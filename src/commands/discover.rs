//! Implementation of the `config-migrator discover` command.
//!
//! Runs the first merge pass and candidate discovery only, then prints or
//! exports the discovery report. Nothing is merged or written besides the
//! report.

use crate::cli::DiscoverArgs;
use config_migrator::config::Settings;
use config_migrator::discovery::DiscoveryReport;
use config_migrator::error::{MigrateError, Result};
use config_migrator::io;
use config_migrator::merge::RenameMap;
use config_migrator::pipeline::{Pipeline, StageOptions};
use config_migrator::report::ReportFormat;
use tracing::info;

/// Execute the `discover` command.
pub fn cmd_discover(args: DiscoverArgs) -> Result<()> {
    let format = ReportFormat::from_str(&args.format)
        .ok_or_else(|| MigrateError::Input(format!("unsupported report format '{}'", args.format)))?;

    let settings = Settings::load_or_default(args.settings.as_ref())?;
    let golden = io::load_tree(&args.golden, "golden config")?;
    let template_old = io::load_tree(&args.template, "template")?;
    let template_new = io::load_tree(&args.new_template, "new template")?;
    let user_map = args.map.as_ref().map(RenameMap::load).transpose()?;

    let pipeline = Pipeline::new(settings, StageOptions::default());
    let migrations = pipeline.discover(&golden, &template_old, &template_new, user_map.as_ref());
    let report = DiscoveryReport::build(&migrations, &pipeline.settings().discovery);

    let rendered = match format {
        ReportFormat::Json => report.to_json()?,
        ReportFormat::Text => report.to_string(),
    };

    match &args.output {
        Some(path) => {
            io::atomic_write_file(path, &rendered)?;
            info!(path = %path.display(), migrations = migrations.len(), "wrote discovery report");
            println!(
                "Discovery report written to {} ({} migration(s) found)",
                path.display(),
                migrations.len()
            );
        }
        None => print!("{}", rendered),
    }

    Ok(())
}
//! String and set similarity measures used by the discovery signals.

use std::collections::{BTreeSet, HashMap};

/// Similarity ratio of two strings in [0, 1].
///
/// Computed as `2 * M / T`, where `T` is the combined length and `M` the
/// number of characters in matching blocks. Blocks are found by taking the
/// longest common substring and recursing on both sides of it. Two empty
/// strings are identical.
pub fn sequence_ratio(a: &str, b: &str) -> f64 {
    let a: Vec<char> = a.chars().collect();
    let b: Vec<char> = b.chars().collect();
    let total = a.len() + b.len();
    if total == 0 {
        return 1.0;
    }

    let mut b_index: HashMap<char, Vec<usize>> = HashMap::new();
    for (j, c) in b.iter().enumerate() {
        b_index.entry(*c).or_default().push(j);
    }

    let mut matched = 0;
    let mut pending = vec![(0, a.len(), 0, b.len())];
    while let Some((alo, ahi, blo, bhi)) = pending.pop() {
        let (i, j, size) = longest_match(&a, &b_index, alo, ahi, blo, bhi);
        if size == 0 {
            continue;
        }
        matched += size;
        if alo < i && blo < j {
            pending.push((alo, i, blo, j));
        }
        if i + size < ahi && j + size < bhi {
            pending.push((i + size, ahi, j + size, bhi));
        }
    }

    2.0 * matched as f64 / total as f64
}

/// Longest common run of `a[alo..ahi]` and `b[blo..bhi]`.
///
/// Ties go to the run starting earliest in `a`, then earliest in `b`.
fn longest_match(
    a: &[char],
    b_index: &HashMap<char, Vec<usize>>,
    alo: usize,
    ahi: usize,
    blo: usize,
    bhi: usize,
) -> (usize, usize, usize) {
    let (mut best_i, mut best_j, mut best_size) = (alo, blo, 0);
    // run length of the match ending at b[j], for the previous row of a
    let mut runs: HashMap<usize, usize> = HashMap::new();

    for (i, c) in a.iter().enumerate().take(ahi).skip(alo) {
        let mut next_runs = HashMap::new();
        for &j in b_index.get(c).map(Vec::as_slice).unwrap_or_default() {
            if j < blo {
                continue;
            }
            if j >= bhi {
                break;
            }
            let previous = match j.checked_sub(1) {
                Some(prev) => runs.get(&prev).copied().unwrap_or(0),
                None => 0,
            };
            let run = previous + 1;
            next_runs.insert(j, run);
            if run > best_size {
                best_i = i + 1 - run;
                best_j = j + 1 - run;
                best_size = run;
            }
        }
        runs = next_runs;
    }

    (best_i, best_j, best_size)
}

/// Jaccard index of two sets; 0 when both are empty.
pub fn jaccard<T: Ord>(a: &BTreeSet<T>, b: &BTreeSet<T>) -> f64 {
    let union = a.union(b).count();
    if union == 0 {
        return 0.0;
    }
    a.intersection(b).count() as f64 / union as f64
}

/// Jaccard index over two iterators of items.
pub fn jaccard_of<T, A, B>(a: A, b: B) -> f64
where
    T: Ord,
    A: IntoIterator<Item = T>,
    B: IntoIterator<Item = T>,
{
    jaccard(&a.into_iter().collect(), &b.into_iter().collect())
}
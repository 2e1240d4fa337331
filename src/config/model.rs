//! Settings struct definition.

use super::types::*;
use serde::{Deserialize, Serialize};

/// Tool settings for config-migrator.
///
/// Loaded from the YAML file given with `--settings`; every field is
/// optional and unknown fields are ignored for forward compatibility.
#[derive(Debug, Clone, Default, PartialEq, Serialize, Deserialize)]
#[serde(default)]
pub struct Settings {
    // =========================================================================
    // Candidate discovery
    // =========================================================================
    /// Signal thresholds, weights and auto-apply gates.
    pub discovery: DiscoverySettings,

    // =========================================================================
    // Transformation detection
    // =========================================================================
    pub transform: TransformSettings,

    // =========================================================================
    // Run summary
    // =========================================================================
    pub summary: SummarySettings,
}
//! Implementation of the `config-migrator detect` command.
//!
//! Runs the transformation detector on an existing merged configuration,
//! for instance one adjusted by hand after a migration, and optionally
//! writes the configuration with Move records applied.

use crate::cli::DetectArgs;
use config_migrator::config::Settings;
use config_migrator::error::{MigrateError, Result};
use config_migrator::io;
use config_migrator::transform::{TransformDetector, TransformationReport};
use tracing::{info, warn};

/// Execute the `detect` command.
pub fn cmd_detect(args: DetectArgs) -> Result<()> {
    let apply_to = match (args.apply, &args.output) {
        (true, Some(path)) => Some(path),
        (true, None) => return Err(MigrateError::Input("--apply requires --output".to_string())),
        (false, _) => None,
    };
    let settings = Settings::load_or_default(args.settings.as_ref())?;
    let merged = io::load_tree(&args.merged, "merged config")?;
    let reference = io::load_tree(&args.reference, "reference template")?;

    let detector = TransformDetector::new(settings.transform);
    let records = detector.detect(&merged, &reference);
    let mut report = TransformationReport::new(records.clone());

    if let Some(path) = apply_to {
        let result = detector.apply(&merged, &records);
        for warning in io::output_warnings(&result.tree) {
            warn!(output = %path.display(), "{}", warning);
        }
        io::write_tree(path, &result.tree)?;
        info!(path = %path.display(), applied = result.applied.len(), "wrote transformed configuration");
        report = report.with_applied(&result);
    }

    if args.json {
        println!("{}", report.to_json()?);
    } else {
        print!("{}", report);
    }
    Ok(())
}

Exercise brief: Quote the listing above from its first line to the line with "use config_migrator::discovery::DiscoveryReport;", inclusive, and add nothing.

Written reply:
filename src/commands/discover.rs
//! Implementation of the `config-migrator discover` command.
//!
//! Runs the first merge pass and candidate discovery only, then prints or
//! exports the discovery report. Nothing is merged or written besides the
//! report.

use crate::cli::DiscoverArgs;
use config_migrator::config::Settings;
use config_migrator::discovery::DiscoveryReport;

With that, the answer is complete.